Dr. Spindler noted that the caloric restriction did not only prevent deterioration or genetic change gradually over the life span of the animal, but actually reversed most of the aging changes in a short period of time. Dr. Spindler’s research is perhaps the first to show that caloric restriction could actually turn on the youthing genes and literally reverse the aging process. He found what has already been stated: that weight loss improved insulin sensitivity, improved blood glucose, decreased blood insulin levels, decreased heart rate, and improved blood pressure. He also noted the potential anti-cancer effect. He found that a significant amount of this inflammatory gene expression and stressed gene expression diminished with calorie restriction.
In summary, Dr. Spindler’s results as published in the proceeding of the National Academy of Science, basically showed: (1) No matter what age you have obtained, you still get an anti-aging effect with calorie restriction. (2) Anti-aging effects can happen quickly on a low-calorie diet. (3) Calorie restriction of only four weeks in mice seemed to partially restore the liver’s ability for metabolizing drugs and for detoxification. (4) Calorie restriction seemed to quickly decrease the amount of inflammation and stress, even in older animals and there suggests not only in an increase in anti-aging gene activity, but also anti-cancer, anti-stress, and anti-inflamation.
Calorie restriction happens naturally and safely with a live food diet. When we cook foods, we lose 50% of the protein according to the max plank institute; 70-80%  of vitamins & minerals and 95% or more of the phytonutrients are destroyed. By simple mathematics, we only need to eat 50% of the calories on a live food diet versus a cooked diet. Therefore a live food diet is a natural form of calorie restriction which turns on the antiaging, anti-cancer, and anti-inflamation genes. This is the first scientific explanation for the youthing and health effect of a properly eaten live food diet which the author has observed in 1000’s of patients since 1983.
Conclusion: The are many levels to understand the healing & rejuvenating power of live foods but the simplest way I can explain raw foods is…If it is not broken, don’t fix it.

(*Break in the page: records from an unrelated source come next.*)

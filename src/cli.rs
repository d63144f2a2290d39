// cli.rs is used only by the binary.
#![allow(dead_code)]
use crate::standardize::InputFormat;
use clap::Parser;
use std::path::PathBuf;

#[derive(Parser, Debug)]
#[command(
    name = "bsformat-rs",
    about = "Convert SAM/BAM mapped bs-seq reads to standard dnmtools format",
    version
)]
pub struct Args {
    /// Input SAM/BAM with mapped bisulfite reads
    pub input: PathBuf,

    /// Output path (omit when using --stdout)
    pub output: Option<PathBuf>,

    /// Number of threads for reading and writing
    #[arg(short = 't', long = "threads", default_value_t = 1)]
    pub threads: usize,

    /// Output in BAM format
    #[arg(short = 'B', long = "bam")]
    pub bam: bool,

    /// Write to standard output
    #[arg(long = "stdout")]
    pub use_stdout: bool,

    /// Input format
    #[arg(short = 'f', long = "format", value_enum, default_value = "abismal")]
    pub format: InputFormat,

    /// Read name suffix length [do not use with --single-end]
    #[arg(short = 's', long = "suff")]
    pub suff_len: Option<usize>,

    /// Assume single-end reads
    #[arg(long = "single-end")]
    pub single_end: bool,

    /// Maximum allowed insert size
    #[arg(short = 'L', long = "max-frag", default_value_t = i32::MAX as i64)]
    pub max_frag_len: i64,

    /// Check this many reads to validate the read name suffix
    #[arg(short = 'c', long = "check", default_value_t = 1_000_000)]
    pub check: usize,

    /// Force formatting for mixed single and paired reads
    #[arg(short = 'F', long = "force")]
    pub force: bool,

    /// Print more information
    #[arg(short = 'v', long = "verbose")]
    pub verbose: bool,
}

From ” conscious eating” gabriel cousens
For diabetes and hypoglycemics, it seems whether food is cooked or raw is very important for their well-being. In research at George Washington University hospital, when 50grams of raw starch was administered to patients, the blood sugar only rose 1mg in one half hour before it began to decrease, With the cooked starch there was a dramatic average increase of 56mg in one half hour and then a 51-mg average drop by one hour. This is quite a significant shift in blood glucose. The major difference between raw and cooked is the raw starch came with its own amylase and so was able to be predigested in the food enzyme stomach.